As miniaturisation continues, demand is surging for significantly smaller plug connectors with contact parts that have ever more delicate and intricate structures. Scientists at the Fraunhofer Institute for Laser Technology (ILT) have therefore developed ScanCut - a new addition to contact stamping technologies.
In collaboration with industry partners from North Rhine-Westphalia, the Aachen-based team of researchers have developed this hybrid manufacturing process for the laser cutting of thin walled metal strips. Fraunhofer says this new process makes it possible to fabricate even the tiniest details of contact parts in an eco-friendly, high-precision, and efficient manner.
Plug connectors are tiny and at first glance, unremarkable, yet modern vehicles would be unable to function without them. Several thousand plug connectors transmit signal and control voltages from one part of the vehicle to another. These contact parts are currently produced in a traditional stamping and bending process.
The growing number of connector elements in vehicles is increasingly pushing this tried-and-true mechanical method to its limits. As miniaturisation continues, demand is surging for significantly smaller plug connectors. Against this backdrop, laser cutting has opened the door to design options that were previously impossible to realise, particularly when it comes to creating contact areas with several independently sprung contact points in tiny installation spaces. In these situations, the redundancy of multiple contact points enables even the smallest contact systems to provide the kind of robust electrical design that is so important for reliable signal transmission.
Laser-based helical drilling
The researchers have incorporated helical drilling with ultrashort pulse (USP) lasers. This patented method developed by Fraunhofer ILT has shown itself to be an excellent option for drilling high aspect ratio precision micro-holes in steel, glass and ceramic.

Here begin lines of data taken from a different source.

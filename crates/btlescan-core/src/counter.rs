//! Windowed counter for radio management failures.

use std::sync::Arc;
use std::time::Duration;

use tracing::warn;

use btlescan_store::KeyValueStore;

use crate::error::{Error, Result};

/// Store key for the radio failure counter.
pub const ERROR_KEY: &str = "btle-error";

/// How long a failure keeps the window open. The window slides forward
/// with every failure; recovery is purely time-based.
pub const ERROR_WINDOW: Duration = Duration::from_secs(3600);

/// Tracks radio management failures within a rolling one-hour window.
///
/// The count is only ever incremented; once the window elapses with no new
/// failures the store expires the key and the count reads as zero again.
/// Callers use the count for observability and backoff decisions.
pub struct ErrorCounter {
    store: Arc<dyn KeyValueStore>,
    key: String,
    window: Duration,
}

impl ErrorCounter {
    /// Create a counter on [`ERROR_KEY`] with the standard window.
    pub fn new(store: Arc<dyn KeyValueStore>) -> Self {
        Self::with_key(store, ERROR_KEY, ERROR_WINDOW)
    }

    /// Create a counter with a custom key and window (tests).
    pub fn with_key(
        store: Arc<dyn KeyValueStore>,
        key: impl Into<String>,
        window: Duration,
    ) -> Self {
        Self {
            store,
            key: key.into(),
            window,
        }
    }

    /// Record one failure and slide the expiry window forward.
    ///
    /// Returns the count after the increment; the first failure in a fresh
    /// window yields 1.
    pub async fn record_failure(&self) -> Result<i64> {
        let count = self.store.incr(&self.key).await?;
        self.store.expire(&self.key, self.window).await?;
        warn!(key = %self.key, count, "radio failure recorded");
        Ok(count)
    }

    /// The current failure count, or 0 if the window expired or no failure
    /// was ever recorded.
    pub async fn current_count(&self) -> Result<i64> {
        match self.store.get(&self.key).await? {
            Some(value) => value
                .parse::<i64>()
                .map_err(|_| Error::InvalidData(format!("bad counter value {value:?}"))),
            None => Ok(0),
        }
    }
}
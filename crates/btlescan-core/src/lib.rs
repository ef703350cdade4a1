//! Coordinated passive BLE scanning.
//!
//! This crate drives passive Bluetooth Low Energy scans through a shared
//! adapter and turns the raw advertisements into annotated device reports.
//!
//! # Features
//!
//! - **Exclusive access**: a TTL-backed scan lock serializes adapter use
//!   across processes sharing one store
//! - **Stable identity**: SHA-256 fingerprints that survive random address
//!   rotation
//! - **Manufacturer names**: company identifier resolution with a
//!   store-backed cache and a bundled Bluetooth SIG dataset
//! - **Failure tracking**: adapter faults counted in a sliding one-hour
//!   window
//!
//! # Quick Start
//!
//! ```no_run
//! use std::sync::Arc;
//! use std::time::Duration;
//!
//! use btlescan_core::{BtleplugRadio, ScanCoordinator, ScanOutcome};
//! use btlescan_store::SqliteKv;
//!
//! #[tokio::main]
//! async fn main() -> Result<(), Box<dyn std::error::Error>> {
//!     let store = Arc::new(SqliteKv::open_default()?);
//!     let radio = Arc::new(BtleplugRadio::new().await?);
//!     let coordinator = ScanCoordinator::embedded(store, radio)?;
//!
//!     if let ScanOutcome::Complete(reports) =
//!         coordinator.scan(Duration::from_secs(10)).await?
//!     {
//!         for report in reports {
//!             println!(
//!                 "{} {} {}",
//!                 report.fingerprint,
//!                 report.record.addr,
//!                 report.manufacturer.as_deref().unwrap_or("-"),
//!             );
//!         }
//!     }
//!     Ok(())
//! }
//! ```

pub mod advertisement;
pub mod coordinator;
pub mod counter;
pub mod error;
pub mod fingerprint;
pub mod lock;
pub mod manufacturer;
pub mod mock;
pub mod radio;

pub use advertisement::{parse_ad_structures, record_from_payload};
pub use coordinator::{DeviceReport, ScanCoordinator, ScanOutcome, LOCK_MARGIN};
pub use counter::{ErrorCounter, ERROR_KEY, ERROR_WINDOW};
pub use error::{Error, Result};
pub use fingerprint::fingerprint;
pub use lock::{ScanLock, LOCK_KEY};
pub use manufacturer::{ManufacturerResolver, UNKNOWN_MANUFACTURER};
pub use mock::MockRadio;
pub use radio::{record_from_properties, BleRadio, BtleplugRadio};

// Re-export from btlescan-types
pub use btlescan_types::{AddressType, AdvertisementRecord, ManufacturerEntry};
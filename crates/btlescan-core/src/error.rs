//! Error types for btlescan-core.
//!
//! The error taxonomy follows how callers are expected to react:
//!
//! | Error | Strategy | Rationale |
//! |-------|----------|-----------|
//! | [`Error::Management`] | Counted, scan skipped | Transient adapter/driver fault |
//! | [`Error::Bluetooth`] | Retry later | Adapter discovery hiccup |
//! | [`Error::Store`] | Propagate | No local recovery without the store |
//! | [`Error::DatasetRead`] / [`Error::DatasetParse`] | Fix deployment | Reference dataset missing or corrupt |
//! | [`Error::Parse`] | Do not retry | Malformed advertisement payload |
//!
//! Lock contention is deliberately NOT an error: it is an expected outcome
//! of sharing one radio, surfaced as [`ScanOutcome::LockContention`]
//! (see [`crate::coordinator`]) rather than exceptional control flow. The
//! same goes for a counted radio failure, surfaced as
//! [`ScanOutcome::RadioError`].
//!
//! [`ScanOutcome::LockContention`]: crate::coordinator::ScanOutcome::LockContention
//! [`ScanOutcome::RadioError`]: crate::coordinator::ScanOutcome::RadioError

use std::path::PathBuf;

use thiserror::Error;

use btlescan_types::ParseError;

/// Errors that can occur while coordinating BLE scans.
///
/// This enum is marked `#[non_exhaustive]` to allow adding new error variants
/// in future versions without breaking downstream code.
#[derive(Debug, Error)]
#[non_exhaustive]
pub enum Error {
    /// Bluetooth Low Energy stack error outside a running scan
    /// (adapter discovery, platform session setup).
    #[error("Bluetooth error: {0}")]
    Bluetooth(#[from] btleplug::Error),

    /// Radio management failure during a scan: adapter reset, permission
    /// failure, or a driver fault. These are counted by the failure counter.
    #[error("Radio management failure: {0}")]
    Management(String),

    /// No Bluetooth adapter available.
    #[error("No Bluetooth adapter available")]
    NoAdapter,

    /// Key/value store failure. Infrastructure-level; the coordinator
    /// cannot make progress without the store.
    #[error("Store error: {0}")]
    Store(#[from] btlescan_store::Error),

    /// The manufacturer reference dataset could not be read.
    /// Distinct from a code simply being absent from the dataset.
    #[error("Cannot read manufacturer dataset {path}: {source}")]
    DatasetRead {
        path: PathBuf,
        source: std::io::Error,
    },

    /// The manufacturer reference dataset is not valid JSON.
    #[error("Cannot parse manufacturer dataset {path}: {source}")]
    DatasetParse {
        path: PathBuf,
        source: serde_json::Error,
    },

    /// Failed to parse an advertisement payload.
    #[error("Invalid advertisement: {0}")]
    Parse(#[from] ParseError),

    /// Data did not have the expected shape.
    #[error("Invalid data: {0}")]
    InvalidData(String),
}

impl Error {
    /// Create a management failure with context.
    pub fn management(message: impl Into<String>) -> Self {
        Self::Management(message.into())
    }

    /// Whether this error is the distinguished radio-management failure
    /// that the coordinator counts instead of propagating.
    pub fn is_management(&self) -> bool {
        matches!(self, Self::Management(_))
    }
}

/// Result type alias using btlescan-core's Error type.
pub type Result<T> = std::result::Result<T, Error>;

#[cfg(test)]
mod tests {
    use super::*;

    #[test]
    fn test_error_display() {
        let err = Error::management("adapter reset");
        assert_eq!(err.to_string(), "Radio management failure: adapter reset");

        let err = Error::NoAdapter;
        assert_eq!(err.to_string(), "No Bluetooth adapter available");

        let err = Error::InvalidData("bad field".to_string());
        assert_eq!(err.to_string(), "Invalid data: bad field");
    }

    #[test]
    fn test_is_management() {
        assert!(Error::management("fault").is_management());
        assert!(!Error::NoAdapter.is_management());
        assert!(!Error::InvalidData("x".into()).is_management());
    }

    #[test]
    fn test_store_error_conversion() {
        fn _assert_from_impl<T: From<btlescan_store::Error>>() {}
        _assert_from_impl::<Error>();
    }

    #[test]
    fn test_parse_error_conversion() {
        let err: Error = ParseError::Truncated {
            declared: 5,
            remaining: 1,
        }
        .into();
        assert!(matches!(err, Error::Parse(_)));
    }
}
//! Device fingerprinting for randomized addresses.
//!
//! Devices using the BLE privacy feature rotate their advertised address,
//! which defeats address-based return-visitor tracking. For those devices a
//! quasi-stable signature is derived from the GAP metadata they keep
//! advertising across rotations.
//!
//! The signature is approximate by design: two distinct devices advertising
//! identical capability sets collide, and a device changing any one optional
//! field (say, dropping TX power) fingerprints differently. That trade-off
//! is accepted; the alternative is no identity at all.

use sha2::{Digest, Sha256};

use btlescan_types::{AdvertisementRecord, gap};

/// AD fields fed into the accumulator for randomized addresses, in this
/// fixed order. Absent fields contribute nothing, not a placeholder.
const RANDOM_ADDR_FIELDS: [u8; 6] = [
    gap::FLAGS,
    gap::TX_POWER,
    gap::INCOMPLETE_SERVICES_16,
    gap::INCOMPLETE_SERVICES_128,
    gap::COMPLETE_LOCAL_NAME,
    gap::SHORT_LOCAL_NAME,
];

/// Derive a stable pseudo-identity for an advertisement.
///
/// For `public` addresses the address itself keys the fingerprint; for
/// anything else the digest covers the advertised GAP metadata. The first
/// four hex characters of the manufacturer-specific field (the company
/// identifier as advertised) contribute in both cases.
///
/// Returns the lowercase hex SHA-256 of the accumulated string; the digest
/// is deterministic across calls and across processes.
pub fn fingerprint(record: &AdvertisementRecord) -> String {
    let mut acc = String::new();

    // Company identifier octets first, regardless of address type.
    if let Some(text) = record.field_text(gap::MANUFACTURER_SPECIFIC) {
        acc.extend(text.chars().take(4));
    }

    if record.addr_type.is_stable() {
        // A public address is static; nothing else is needed.
        acc.push_str(&record.addr);
    } else {
        for ad_type in RANDOM_ADDR_FIELDS {
            if let Some(text) = record.field_text(ad_type) {
                acc.push_str(&text);
            }
        }
    }

    let digest = Sha256::digest(acc.as_bytes());
    btlescan_types::types::hex(&digest)
}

Precision is one of the greatest strengths of helical drilling. The focus diameter is 25μm, with a roughness Ra at the borehole wall of less than 0.5μm. However, this high level of quality can only be achieved at low process speeds.
‘Could this tried and tested method be used for cutting sheet metal parts? And how could the speed of the process be increased to make it suitable for production purposes?’
These were the questions that prompted the launch of ScanCut, a collaborative project involving KOSTAL, Fraunhofer ILT, and the companies Amphos GmbH and Pulsar Photonics GmbH.
“In the project, we combined our helical drilling optics with a multi-beam module from Pulsar Photonics GmbH and a high-power beam source from Amphos GmbH,” says Jan Schnabel, scientist in the micro and nano structuring group at Fraunhofer ILT. “That allowed us to combine the precision and quality of the helical drilling process with the productivity of multi-beam processing.”
A high pulse energy is necessary to divide the laser beam into as many as 20 individual beams. At first, however, the project partners focused on verifying whether the multi-beam method worked by splitting the laser beam into two to six separate beams.
A follow up project is now planned in which Pulsar Photonics GmbH and Fraunhofer ILT will continue developing the helical cutting technology with a multi-beam module. The insights obtained from the project will be used to develop high-power beam sources to expand the portfolio of products offered by Amphos GmbH.
The project partners also focused on the possibility of automation. “We implemented electrically adjustable mirror and optics mounts to enable automatic adjustment of the beam position,” says Schnabel. “Once we have programmed a suitable software routine, adjustments to the helical drilling optics can be initiated at the touch of a button without any of our staff having to travel to the site.”